Janet y yo entramos en el taller eléctrico, parpadeando ante la repentina oscuridad que encontramos allí. El suelo era de cemento y había unas cuantas sillas, muchas de ellas rotas; en el centro se encontraba un escritorio con un televisor encima, y unas pizarras donde alguien llevaba un calendario mensual grande a mano, tachando los días. Había también una nevera y un microondas, y una planta de aspecto debilucho en una maceta. Un cubículo totalmente enjaulado y brillantemente iluminado contenía las herramientas suficientes para abastecer una ferretería pequeña. En la oficina cerrada, la puerta estaba llena de pegatinas de un sindicato. Mis compañeras presas se sentaron en todos los asientos útiles. Yo me senté en el escritorio, al lado del televisor.
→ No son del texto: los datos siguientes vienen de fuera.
use chrono::{DateTime, Duration, Utc};

use crate::{Task, TaskStatus};

/// How long a task may sit without progressing before the UI flags it.
///
/// Presentation heuristics only; the server makes no promise about these.
#[derive(Debug, Clone, Copy, PartialEq, Eq)]
pub struct StalenessThresholds {
    /// Measured from `status_updated_at` while the task is `ready`.
    pub ready: Duration,
    /// Measured from `updated_at` while the task is in an active status.
    pub active: Duration,
}

impl Default for StalenessThresholds {
    fn default() -> Self {
        Self {
            ready: Duration::minutes(2),
            active: Duration::minutes(10),
        }
    }
}

impl StalenessThresholds {
    pub fn is_stale(&self, task: &Task, now: DateTime<Utc>) -> bool {
        let (since, threshold) = match task.status {
            TaskStatus::Ready => (task.status_updated_at, self.ready),
            status if status.is_active() => (task.updated_at, self.active),
            _ => return false,
        };
        since.is_some_and(|at| now.signed_duration_since(at) > threshold)
    }
}
use std::fmt;
use std::path::PathBuf;

use tasksync_core::{HistoryEntry, QueueItem, QueueSummary, Task, TaskId};
use thiserror::Error;

#[derive(Debug, Clone, PartialEq, Eq)]
pub enum FailureKind {
    InvalidUrl,
    HttpStatus(u16),
    Timeout,
    Network,
    /// Response body did not match the expected JSON shape.
    Decode,
    Io,
}

impl fmt::Display for FailureKind {
    fn fmt(&self, f: &mut fmt::Formatter<'_>) -> fmt::Result {
        match self {
            FailureKind::InvalidUrl => write!(f, "invalid url"),
            FailureKind::HttpStatus(code) => write!(f, "http status {code}"),
            FailureKind::Timeout => write!(f, "timeout"),
            FailureKind::Network => write!(f, "network error"),
            FailureKind::Decode => write!(f, "unexpected response"),
            FailureKind::Io => write!(f, "io error"),
        }
    }
}

#[derive(Debug, Clone, PartialEq, Eq, Error)]
#[error("{kind}: {message}")]
pub struct ApiError {
    pub kind: FailureKind,
    pub message: String,
}

impl ApiError {
    pub(crate) fn new(kind: FailureKind, message: impl Into<String>) -> Self {
        Self {
            kind,
            message: message.into(),
        }
    }

    /// Text fit for a toast: the server's own detail when it sent one.
    pub fn user_message(&self) -> String {
        match self.kind {
            FailureKind::HttpStatus(_) if !self.message.is_empty() => self.message.clone(),
            _ => self.to_string(),
        }
    }
}

#[derive(Debug, Error)]
pub enum EngineError {
    #[error("failed to start async runtime: {0}")]
    Runtime(#[from] std::io::Error),
    #[error(transparent)]
    Api(#[from] ApiError),
}

#[derive(Debug, Clone, PartialEq)]
pub enum EngineEvent {
    /// One poll's task list.
    Snapshot(Vec<Task>),
    SnapshotFailed(ApiError),
    /// Resync after the page became visible started (`true`) or resolved (`false`).
    Syncing(bool),
    Prepared(Result<TaskId, ApiError>),
    Started {
        task_id: TaskId,
        result: Result<(), ApiError>,
    },
    CancelRequested {
        task_id: TaskId,
        result: Result<(), ApiError>,
    },
    Deleted {
        task_id: TaskId,
        result: Result<(), ApiError>,
    },
    DownloadLink {
        task_id: TaskId,
        result: Result<String, ApiError>,
    },
    Saved {
        task_id: TaskId,
        result: Result<PathBuf, ApiError>,
    },
    History(Result<Vec<HistoryEntry>, ApiError>),
    QueueItemChanged {
        idx: usize,
        item: QueueItem,
    },
    /// A queue item's save was tapped; the URL should open in a new tab.
    QueueOpenUrl {
        idx: usize,
        url: String,
    },
    QueueSaveFailed {
        idx: usize,
        reason: String,
    },
    QueueFinished(QueueSummary),
}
Se abrió la puerta de golpe.
—Buenos días —entró un hombre alto, barbudo, con los ojos saltones y gorra de camionero, y se metió en el despacho. Joyce, que era bastante amiga de Janet, dijo:
—Es el señor DeSimon.
Diez minutos más tarde, el señor DeSimon salió del despacho y pasó lista. Nos iba mirando a todas a medida que leía nuestros nombres.
—La auxiliar os explicará las normas del cuarto de herramientas —dijo—. Si rompéis las normas, iréis a la UHE —y se volvió a meter en el despacho.
Todas miramos a Joyce.
—Pero ¿vamos a hacer algún trabajo?
Ella se encogió de hombros.
—A veces sí, a veces no. Depende de su estado de ánimo.
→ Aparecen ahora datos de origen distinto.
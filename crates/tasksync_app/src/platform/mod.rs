mod app;
mod config;
mod effects;
mod logging;
mod render;
mod shell;

pub use app::run_app;
//! Tasksync core: pure state machines for mirroring server task state.
mod active;
mod completion;
mod effect;
mod msg;
mod queue;
mod scheduler;
mod staleness;
mod state;
mod store;
mod task;
mod update;
mod view_model;

pub use active::{
    ActivePlaylist, ViewMode, PENDING_PLACEHOLDER, PREPARING_PLACEHOLDER, SUBMITTING_PLACEHOLDER,
    TASK_FAILED_FALLBACK,
};
pub use completion::{completion_effects, CompletionTracker, DeviceClass, NotificationPermission};
pub use effect::{Effect, ToastKind};
pub use msg::Msg;
pub use queue::{
    DownloadQueue, ProgressMapping, QueueItem, QueueItemStatus, QueueRequest, QueueSummary,
    COMPLETED_PROGRESS, PREPARED_PROGRESS, PREPARING_PROGRESS, READY_PROGRESS, STARTED_PROGRESS,
};
pub use scheduler::{PollCommand, PollScheduler, Visibility, DEFAULT_POLL_INTERVAL};
pub use staleness::StalenessThresholds;
pub use state::{AppState, CANCELLING_MESSAGE, CANCEL_FAILED_MESSAGE};
pub use store::{reconcile, snapshot_differs, TaskList, TaskStore};
pub use task::{
    HistoryEntry, Playlist, PrepareOptions, Task, TaskId, TaskStatus, Track, TrackStatus,
};
pub use update::update;
pub use view_model::{AppViewModel, TaskRowView};
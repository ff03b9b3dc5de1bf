use std::time::Duration;

use reqwest::header::CONTENT_TYPE;
use reqwest::RequestBuilder;
use serde::de::DeserializeOwned;
use serde::{Deserialize, Serialize};
use tasksync_core::{HistoryEntry, PrepareOptions, Task, TaskId};
use tasksync_logging::sync_debug;
use url::Url;

use crate::device::{DeviceId, DEVICE_ID_HEADER};
use crate::{ApiError, EngineEvent, FailureKind};

#[derive(Debug, Clone)]
pub struct ApiSettings {
    /// Root of the task API, including its `/api` prefix.
    pub base_url: String,
    pub connect_timeout: Duration,
    pub request_timeout: Duration,
}

impl Default for ApiSettings {
    fn default() -> Self {
        Self {
            base_url: "http://127.0.0.1:8000/api".to_string(),
            connect_timeout: Duration::from_secs(10),
            request_timeout: Duration::from_secs(30),
        }
    }
}

pub trait EventSink: Send + Sync {
    fn emit(&self, event: EngineEvent);
}

pub struct ChannelEventSink {
    tx: std::sync::mpsc::Sender<EngineEvent>,
}

impl ChannelEventSink {
    pub fn new(tx: std::sync::mpsc::Sender<EngineEvent>) -> Self {
        Self { tx }
    }
}

impl EventSink for ChannelEventSink {
    fn emit(&self, event: EngineEvent) {
        let _ = self.tx.send(event);
    }
}

/// The server's task endpoints. Every call carries the device identity.
#[async_trait::async_trait]
pub trait TaskApi: Send + Sync {
    async fn list_tasks(&self) -> Result<Vec<Task>, ApiError>;

    async fn prepare(&self, url: &str, options: &PrepareOptions) -> Result<TaskId, ApiError>;

    /// `None` downloads every track.
    async fn start(&self, task_id: &str, selected_indices: Option<&[usize]>)
        -> Result<(), ApiError>;

    async fn cancel(&self, task_id: &str) -> Result<(), ApiError>;

    async fn delete(&self, task_id: &str) -> Result<(), ApiError>;

    /// Short-lived token authorizing one artifact download.
    async fn download_token(&self, task_id: &str) -> Result<String, ApiError>;

    async fn history(&self) -> Result<Vec<HistoryEntry>, ApiError>;

    fn download_file_url(&self, task_id: &str, token: &str) -> String;
}

#[derive(Serialize)]
struct PrepareBody<'a> {
    url: &'a str,
    options: &'a PrepareOptions,
}

#[derive(Serialize)]
struct StartBody<'a> {
    #[serde(skip_serializing_if = "Option::is_none")]
    selected_indices: Option<&'a [usize]>,
}

#[derive(Deserialize)]
struct PrepareResponse {
    task_id: TaskId,
}

#[derive(Deserialize)]
struct TokenResponse {
    token: String,
}

#[derive(Deserialize)]
struct ErrorBody {
    detail: serde_json::Value,
}

#[derive(Debug, Clone)]
pub struct ReqwestTaskApi {
    client: reqwest::Client,
    base: Url,
    device_id: DeviceId,
}

impl ReqwestTaskApi {
    pub fn new(settings: &ApiSettings, device_id: DeviceId) -> Result<Self, ApiError> {
        let base = Url::parse(&settings.base_url)
            .map_err(|err| ApiError::new(FailureKind::InvalidUrl, err.to_string()))?;
        if base.cannot_be_a_base() {
            return Err(ApiError::new(
                FailureKind::InvalidUrl,
                format!("{} cannot be used as an API root", settings.base_url),
            ));
        }
        let client = reqwest::Client::builder()
            .connect_timeout(settings.connect_timeout)
            .timeout(settings.request_timeout)
            .build()
            .map_err(|err| ApiError::new(FailureKind::Network, err.to_string()))?;
        Ok(Self {
            client,
            base,
            device_id,
        })
    }

    pub fn device_id(&self) -> &DeviceId {
        &self.device_id
    }

    pub(crate) fn client(&self) -> &reqwest::Client {
        &self.client
    }

    /// `{base}/{segments...}`, each segment percent-encoded.
    pub(crate) fn endpoint(&self, segments: &[&str]) -> Url {
        let mut url = self.base.clone();
        if let Ok(mut path) = url.path_segments_mut() {
            path.pop_if_empty().extend(segments);
        }
        url
    }

    fn get(&self, segments: &[&str]) -> RequestBuilder {
        self.client
            .get(self.endpoint(segments))
            .header(DEVICE_ID_HEADER, self.device_id.as_str())
    }

    fn post_json<B: Serialize>(&self, segments: &[&str], body: &B) -> Result<RequestBuilder, ApiError> {
        let payload = serde_json::to_vec(body)
            .map_err(|err| ApiError::new(FailureKind::Decode, err.to_string()))?;
        Ok(self
            .client
            .post(self.endpoint(segments))
            .header(DEVICE_ID_HEADER, self.device_id.as_str())
            .header(CONTENT_TYPE, "application/json")
            .body(payload))
    }

    async fn send(&self, request: RequestBuilder) -> Result<reqwest::Response, ApiError> {
        let response = request.send().await.map_err(map_reqwest_error)?;
        let status = response.status();
        if status.is_success() {
            return Ok(response);
        }
        let body = response.bytes().await.unwrap_or_default();
        let detail = error_detail(&body).unwrap_or_else(|| status.to_string());
        Err(ApiError::new(FailureKind::HttpStatus(status.as_u16()), detail))
    }

    async fn send_json<T: DeserializeOwned>(&self, request: RequestBuilder) -> Result<T, ApiError> {
        let response = self.send(request).await?;
        let body = response.bytes().await.map_err(map_reqwest_error)?;
        serde_json::from_slice(&body).map_err(|err| ApiError::new(FailureKind::Decode, err.to_string()))
    }
}

#[async_trait::async_trait]
impl TaskApi for ReqwestTaskApi {
    async fn list_tasks(&self) -> Result<Vec<Task>, ApiError> {
        self.send_json(self.get(&["tasks"])).await
    }

    async fn prepare(&self, url: &str, options: &PrepareOptions) -> Result<TaskId, ApiError> {
        let request = self.post_json(&["prepare"], &PrepareBody { url, options })?;
        let response: PrepareResponse = self.send_json(request).await?;
        sync_debug!("prepare accepted as task {}", response.task_id);
        Ok(response.task_id)
    }

    async fn start(
        &self,
        task_id: &str,
        selected_indices: Option<&[usize]>,
    ) -> Result<(), ApiError> {
        let request = self.post_json(&["start", task_id], &StartBody { selected_indices })?;
        self.send(request).await.map(drop)
    }

    async fn cancel(&self, task_id: &str) -> Result<(), ApiError> {
        let request = self.post_json(&["cancel", task_id], &serde_json::json!({}))?;
        self.send(request).await.map(drop)
    }

    async fn delete(&self, task_id: &str) -> Result<(), ApiError> {
        let request = self
            .client
            .delete(self.endpoint(&["delete", task_id]))
            .header(DEVICE_ID_HEADER, self.device_id.as_str());
        self.send(request).await.map(drop)
    }

    async fn download_token(&self, task_id: &str) -> Result<String, ApiError> {
        let response: TokenResponse = self.send_json(self.get(&["download_token", task_id])).await?;
        Ok(response.token)
    }

    async fn history(&self) -> Result<Vec<HistoryEntry>, ApiError> {
        self.send_json(self.get(&["history"])).await
    }

    fn download_file_url(&self, task_id: &str, token: &str) -> String {
        let mut url = self.endpoint(&["download_file", task_id]);
        url.query_pairs_mut().append_pair("token", token);
        url.to_string()
    }
}

/// FastAPI-style `{"detail": ...}`; validation errors carry a list instead of a string.
fn error_detail(body: &[u8]) -> Option<String> {
    let parsed: ErrorBody = serde_json::from_slice(body).ok()?;
    match parsed.detail {
        serde_json::Value::String(text) if !text.trim().is_empty() => Some(text),
        serde_json::Value::Null => None,
        other => Some(other.to_string()),
    }
}

pub(crate) fn map_reqwest_error(err: reqwest::Error) -> ApiError {
    if err.is_timeout() {
        return ApiError::new(FailureKind::Timeout, err.to_string());
    }
    if err.is_builder() {
        return ApiError::new(FailureKind::InvalidUrl, err.to_string());
    }
    ApiError::new(FailureKind::Network, err.to_string())
}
—¡Kerman! —pegué un salto. Miré a Joyce.
Ella me miró con los ojos muy abiertos.
—¡Ve! —susurró.
Me acerqué a la puerta del despacho con precaución.
—¿Sabes leer, Kerman?
—Sí, señor DeSimon, sé leer.
—Bien. Lee esto —dejó un manual encima de su mesa—. Y tus compañeras convictas que son nuevas también deben leerlo. Os haré un examen.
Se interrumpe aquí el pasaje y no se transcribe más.